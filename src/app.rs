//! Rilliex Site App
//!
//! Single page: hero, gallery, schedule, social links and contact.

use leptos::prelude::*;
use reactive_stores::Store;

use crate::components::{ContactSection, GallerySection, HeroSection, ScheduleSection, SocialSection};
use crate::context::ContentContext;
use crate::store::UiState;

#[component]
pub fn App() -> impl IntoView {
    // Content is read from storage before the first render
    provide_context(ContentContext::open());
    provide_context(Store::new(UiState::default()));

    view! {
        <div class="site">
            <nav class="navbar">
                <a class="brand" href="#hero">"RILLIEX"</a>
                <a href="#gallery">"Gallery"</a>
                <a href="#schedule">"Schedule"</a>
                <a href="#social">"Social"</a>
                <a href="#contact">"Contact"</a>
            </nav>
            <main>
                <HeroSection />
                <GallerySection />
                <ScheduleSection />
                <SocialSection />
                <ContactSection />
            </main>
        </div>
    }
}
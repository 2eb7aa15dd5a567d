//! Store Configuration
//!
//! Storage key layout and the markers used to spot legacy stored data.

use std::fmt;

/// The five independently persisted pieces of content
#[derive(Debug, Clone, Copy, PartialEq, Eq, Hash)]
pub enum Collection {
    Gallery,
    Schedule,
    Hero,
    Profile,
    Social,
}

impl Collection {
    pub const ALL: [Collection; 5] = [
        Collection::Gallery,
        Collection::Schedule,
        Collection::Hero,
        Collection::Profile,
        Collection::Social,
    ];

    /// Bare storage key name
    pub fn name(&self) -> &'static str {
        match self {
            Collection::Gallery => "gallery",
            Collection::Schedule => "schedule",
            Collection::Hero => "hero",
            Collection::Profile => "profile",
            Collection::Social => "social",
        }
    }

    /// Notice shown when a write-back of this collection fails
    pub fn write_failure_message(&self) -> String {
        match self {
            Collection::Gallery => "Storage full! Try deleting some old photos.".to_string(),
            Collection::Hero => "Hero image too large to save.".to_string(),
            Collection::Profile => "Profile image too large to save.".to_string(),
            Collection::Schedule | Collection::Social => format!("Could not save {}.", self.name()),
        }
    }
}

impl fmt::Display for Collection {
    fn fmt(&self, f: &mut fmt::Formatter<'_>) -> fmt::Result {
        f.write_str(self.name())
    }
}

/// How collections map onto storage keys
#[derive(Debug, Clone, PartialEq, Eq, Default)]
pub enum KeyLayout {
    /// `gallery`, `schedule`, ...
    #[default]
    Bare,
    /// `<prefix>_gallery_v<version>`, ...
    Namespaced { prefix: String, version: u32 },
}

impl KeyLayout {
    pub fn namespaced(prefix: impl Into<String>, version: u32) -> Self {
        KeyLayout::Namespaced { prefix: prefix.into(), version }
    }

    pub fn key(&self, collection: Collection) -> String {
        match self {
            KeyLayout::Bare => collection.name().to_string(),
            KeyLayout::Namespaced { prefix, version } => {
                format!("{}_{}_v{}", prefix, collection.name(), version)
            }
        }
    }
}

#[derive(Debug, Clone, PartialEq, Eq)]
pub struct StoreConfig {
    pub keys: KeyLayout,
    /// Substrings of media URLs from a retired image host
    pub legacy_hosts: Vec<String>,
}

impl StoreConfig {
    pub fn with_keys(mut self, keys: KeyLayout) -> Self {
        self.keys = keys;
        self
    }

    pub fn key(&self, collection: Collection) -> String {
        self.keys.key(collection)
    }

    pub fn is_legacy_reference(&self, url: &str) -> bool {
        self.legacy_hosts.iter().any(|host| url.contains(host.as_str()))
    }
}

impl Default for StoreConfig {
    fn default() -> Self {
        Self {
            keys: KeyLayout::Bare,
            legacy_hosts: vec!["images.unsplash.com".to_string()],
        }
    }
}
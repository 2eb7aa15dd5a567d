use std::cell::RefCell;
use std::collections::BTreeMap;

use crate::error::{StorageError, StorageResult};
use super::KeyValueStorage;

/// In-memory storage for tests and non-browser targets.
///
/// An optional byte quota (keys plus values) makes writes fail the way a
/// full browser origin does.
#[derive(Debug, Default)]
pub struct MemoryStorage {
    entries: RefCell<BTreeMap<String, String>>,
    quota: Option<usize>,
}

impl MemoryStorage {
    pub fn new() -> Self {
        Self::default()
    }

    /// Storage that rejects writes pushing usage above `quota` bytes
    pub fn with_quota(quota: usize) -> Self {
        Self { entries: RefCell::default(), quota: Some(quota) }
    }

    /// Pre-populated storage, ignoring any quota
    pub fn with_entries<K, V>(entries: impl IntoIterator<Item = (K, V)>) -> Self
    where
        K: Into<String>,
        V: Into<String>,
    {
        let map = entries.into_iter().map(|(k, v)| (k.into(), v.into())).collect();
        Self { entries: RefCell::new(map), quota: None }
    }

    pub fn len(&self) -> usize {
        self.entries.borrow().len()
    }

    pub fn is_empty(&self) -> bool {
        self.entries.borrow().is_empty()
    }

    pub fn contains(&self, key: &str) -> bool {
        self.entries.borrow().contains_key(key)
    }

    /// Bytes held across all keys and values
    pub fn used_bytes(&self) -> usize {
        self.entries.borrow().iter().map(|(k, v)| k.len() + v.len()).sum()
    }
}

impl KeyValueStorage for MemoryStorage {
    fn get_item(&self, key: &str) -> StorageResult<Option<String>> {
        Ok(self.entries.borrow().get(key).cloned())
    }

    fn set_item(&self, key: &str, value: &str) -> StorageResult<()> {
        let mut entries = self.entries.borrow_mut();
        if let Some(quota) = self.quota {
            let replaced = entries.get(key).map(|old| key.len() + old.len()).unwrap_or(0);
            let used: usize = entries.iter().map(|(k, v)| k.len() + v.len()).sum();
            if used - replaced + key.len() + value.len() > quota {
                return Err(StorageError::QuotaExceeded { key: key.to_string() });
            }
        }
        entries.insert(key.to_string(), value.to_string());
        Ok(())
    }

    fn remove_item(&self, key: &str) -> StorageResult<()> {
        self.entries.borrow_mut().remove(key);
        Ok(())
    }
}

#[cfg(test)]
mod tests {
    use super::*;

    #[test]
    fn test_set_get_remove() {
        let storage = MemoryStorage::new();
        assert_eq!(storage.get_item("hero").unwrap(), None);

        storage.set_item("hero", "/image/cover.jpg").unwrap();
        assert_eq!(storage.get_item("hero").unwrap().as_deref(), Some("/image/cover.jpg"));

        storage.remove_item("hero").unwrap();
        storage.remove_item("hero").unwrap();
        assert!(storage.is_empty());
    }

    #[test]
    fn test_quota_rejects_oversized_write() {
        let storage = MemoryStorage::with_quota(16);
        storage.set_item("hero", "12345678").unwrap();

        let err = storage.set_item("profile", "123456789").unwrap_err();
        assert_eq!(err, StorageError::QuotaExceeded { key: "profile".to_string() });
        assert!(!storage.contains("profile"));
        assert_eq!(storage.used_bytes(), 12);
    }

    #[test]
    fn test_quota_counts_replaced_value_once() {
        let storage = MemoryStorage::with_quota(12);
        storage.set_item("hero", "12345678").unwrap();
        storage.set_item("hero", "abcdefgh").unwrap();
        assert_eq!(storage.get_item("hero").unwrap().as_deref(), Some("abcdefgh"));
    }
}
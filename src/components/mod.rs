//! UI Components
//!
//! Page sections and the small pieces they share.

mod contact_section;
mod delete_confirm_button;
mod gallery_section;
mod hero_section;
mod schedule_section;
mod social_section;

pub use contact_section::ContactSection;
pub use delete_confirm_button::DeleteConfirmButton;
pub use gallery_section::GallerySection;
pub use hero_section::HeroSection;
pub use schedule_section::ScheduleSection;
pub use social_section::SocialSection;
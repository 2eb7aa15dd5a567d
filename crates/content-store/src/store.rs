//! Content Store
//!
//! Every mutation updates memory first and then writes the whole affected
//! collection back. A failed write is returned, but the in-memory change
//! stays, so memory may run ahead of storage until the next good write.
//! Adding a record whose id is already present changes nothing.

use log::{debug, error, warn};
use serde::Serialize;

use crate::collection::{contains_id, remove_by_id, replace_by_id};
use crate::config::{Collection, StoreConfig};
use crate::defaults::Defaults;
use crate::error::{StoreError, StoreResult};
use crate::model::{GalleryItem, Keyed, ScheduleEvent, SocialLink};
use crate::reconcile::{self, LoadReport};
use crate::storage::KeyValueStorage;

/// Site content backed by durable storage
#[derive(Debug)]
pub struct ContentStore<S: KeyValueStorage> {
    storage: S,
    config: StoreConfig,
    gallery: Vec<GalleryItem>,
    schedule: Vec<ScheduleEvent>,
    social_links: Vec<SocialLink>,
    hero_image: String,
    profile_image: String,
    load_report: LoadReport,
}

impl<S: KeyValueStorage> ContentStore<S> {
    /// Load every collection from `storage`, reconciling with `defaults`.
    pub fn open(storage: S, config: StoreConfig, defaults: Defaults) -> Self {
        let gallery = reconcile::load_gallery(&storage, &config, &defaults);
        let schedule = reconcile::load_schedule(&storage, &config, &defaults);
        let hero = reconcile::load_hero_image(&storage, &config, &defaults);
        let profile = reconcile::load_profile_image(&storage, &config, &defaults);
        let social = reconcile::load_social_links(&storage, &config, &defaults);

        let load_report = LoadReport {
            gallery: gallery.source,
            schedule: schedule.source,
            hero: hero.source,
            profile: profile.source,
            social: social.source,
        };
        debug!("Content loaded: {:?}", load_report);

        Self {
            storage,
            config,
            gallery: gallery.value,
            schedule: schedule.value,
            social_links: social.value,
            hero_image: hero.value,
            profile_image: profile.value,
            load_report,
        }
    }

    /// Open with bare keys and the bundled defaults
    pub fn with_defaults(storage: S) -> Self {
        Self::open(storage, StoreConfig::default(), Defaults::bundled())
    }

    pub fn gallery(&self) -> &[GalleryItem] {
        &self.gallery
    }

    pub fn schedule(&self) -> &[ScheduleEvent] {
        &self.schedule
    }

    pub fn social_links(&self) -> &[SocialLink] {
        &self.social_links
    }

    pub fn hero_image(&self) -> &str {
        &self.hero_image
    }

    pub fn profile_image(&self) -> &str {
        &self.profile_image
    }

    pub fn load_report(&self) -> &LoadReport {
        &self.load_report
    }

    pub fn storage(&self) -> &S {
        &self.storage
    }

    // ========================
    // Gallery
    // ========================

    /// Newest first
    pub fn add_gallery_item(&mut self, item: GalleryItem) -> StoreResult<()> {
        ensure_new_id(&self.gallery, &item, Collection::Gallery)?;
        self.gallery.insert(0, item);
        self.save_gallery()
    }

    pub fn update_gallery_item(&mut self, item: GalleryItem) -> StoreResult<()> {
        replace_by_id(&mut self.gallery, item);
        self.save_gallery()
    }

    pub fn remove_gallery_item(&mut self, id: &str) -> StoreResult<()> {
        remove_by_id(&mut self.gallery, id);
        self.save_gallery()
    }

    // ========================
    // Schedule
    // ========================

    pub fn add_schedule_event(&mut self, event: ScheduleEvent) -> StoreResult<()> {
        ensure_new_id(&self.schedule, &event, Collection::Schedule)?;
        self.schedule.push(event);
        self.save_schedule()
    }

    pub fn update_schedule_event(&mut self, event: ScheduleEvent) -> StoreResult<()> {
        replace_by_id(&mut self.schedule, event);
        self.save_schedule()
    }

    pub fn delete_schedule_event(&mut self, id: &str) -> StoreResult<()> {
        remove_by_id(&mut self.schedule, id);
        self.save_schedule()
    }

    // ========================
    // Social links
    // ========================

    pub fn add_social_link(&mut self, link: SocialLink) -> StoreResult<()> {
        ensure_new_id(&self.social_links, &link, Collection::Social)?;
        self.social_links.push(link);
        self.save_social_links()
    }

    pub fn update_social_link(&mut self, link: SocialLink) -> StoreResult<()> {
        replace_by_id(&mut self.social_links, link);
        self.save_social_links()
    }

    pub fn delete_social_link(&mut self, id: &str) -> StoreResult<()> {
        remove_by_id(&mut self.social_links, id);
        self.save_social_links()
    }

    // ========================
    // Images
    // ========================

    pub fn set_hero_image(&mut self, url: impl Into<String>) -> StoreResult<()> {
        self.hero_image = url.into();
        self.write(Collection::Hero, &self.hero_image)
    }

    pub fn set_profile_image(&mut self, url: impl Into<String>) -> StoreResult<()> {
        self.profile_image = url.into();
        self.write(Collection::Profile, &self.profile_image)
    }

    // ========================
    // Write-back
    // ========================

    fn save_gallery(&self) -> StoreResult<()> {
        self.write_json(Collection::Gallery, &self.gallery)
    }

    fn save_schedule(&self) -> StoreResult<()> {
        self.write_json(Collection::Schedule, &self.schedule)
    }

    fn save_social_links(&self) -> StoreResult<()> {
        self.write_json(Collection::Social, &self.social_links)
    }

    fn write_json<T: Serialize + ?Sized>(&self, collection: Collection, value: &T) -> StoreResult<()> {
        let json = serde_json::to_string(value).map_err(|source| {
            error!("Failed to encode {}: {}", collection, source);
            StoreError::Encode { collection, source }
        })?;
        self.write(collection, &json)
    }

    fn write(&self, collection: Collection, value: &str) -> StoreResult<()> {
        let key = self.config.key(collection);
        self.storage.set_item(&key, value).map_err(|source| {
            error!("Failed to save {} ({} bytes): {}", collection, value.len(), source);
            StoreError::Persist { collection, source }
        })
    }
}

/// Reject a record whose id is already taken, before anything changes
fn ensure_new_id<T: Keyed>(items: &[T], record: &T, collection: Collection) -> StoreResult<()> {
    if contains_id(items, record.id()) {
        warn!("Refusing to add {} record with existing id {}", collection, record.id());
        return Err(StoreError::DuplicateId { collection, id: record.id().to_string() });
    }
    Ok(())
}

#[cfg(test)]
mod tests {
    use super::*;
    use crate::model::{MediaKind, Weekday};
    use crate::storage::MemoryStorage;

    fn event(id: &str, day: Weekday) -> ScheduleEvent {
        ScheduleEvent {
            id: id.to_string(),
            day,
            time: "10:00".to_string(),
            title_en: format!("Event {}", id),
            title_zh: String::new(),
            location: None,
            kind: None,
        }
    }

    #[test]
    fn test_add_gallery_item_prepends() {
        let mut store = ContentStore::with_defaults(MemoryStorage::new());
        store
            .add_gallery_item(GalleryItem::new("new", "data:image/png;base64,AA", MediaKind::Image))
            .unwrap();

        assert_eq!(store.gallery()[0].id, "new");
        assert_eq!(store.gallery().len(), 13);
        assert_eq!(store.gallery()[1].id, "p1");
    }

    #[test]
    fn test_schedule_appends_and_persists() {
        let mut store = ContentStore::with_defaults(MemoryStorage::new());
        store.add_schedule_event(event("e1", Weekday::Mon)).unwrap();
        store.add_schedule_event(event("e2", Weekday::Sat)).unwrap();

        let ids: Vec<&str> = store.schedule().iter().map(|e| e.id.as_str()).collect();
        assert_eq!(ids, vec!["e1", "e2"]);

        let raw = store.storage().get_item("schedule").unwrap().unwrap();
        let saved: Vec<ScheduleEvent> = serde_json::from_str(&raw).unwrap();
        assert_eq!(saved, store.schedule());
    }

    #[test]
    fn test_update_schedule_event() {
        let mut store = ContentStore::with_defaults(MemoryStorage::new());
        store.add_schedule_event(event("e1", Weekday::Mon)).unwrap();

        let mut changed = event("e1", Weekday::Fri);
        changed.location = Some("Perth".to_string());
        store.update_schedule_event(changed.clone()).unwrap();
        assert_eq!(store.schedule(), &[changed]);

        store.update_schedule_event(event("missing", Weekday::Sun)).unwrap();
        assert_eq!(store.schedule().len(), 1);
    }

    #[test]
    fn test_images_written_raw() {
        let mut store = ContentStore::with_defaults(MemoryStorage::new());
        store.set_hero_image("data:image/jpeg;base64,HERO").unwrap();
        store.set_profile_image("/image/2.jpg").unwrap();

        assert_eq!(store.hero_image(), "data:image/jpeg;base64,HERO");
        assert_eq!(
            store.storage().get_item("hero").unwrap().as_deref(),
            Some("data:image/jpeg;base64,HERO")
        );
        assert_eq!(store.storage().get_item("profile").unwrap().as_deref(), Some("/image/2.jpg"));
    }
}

_ _ _ _ _ _ _

The required output is every line above that contains the string "QuotaExceeded".

                return Err(StorageError::QuotaExceeded { key: key.to_string() });
        assert_eq!(err, StorageError::QuotaExceeded { key: "profile".to_string() });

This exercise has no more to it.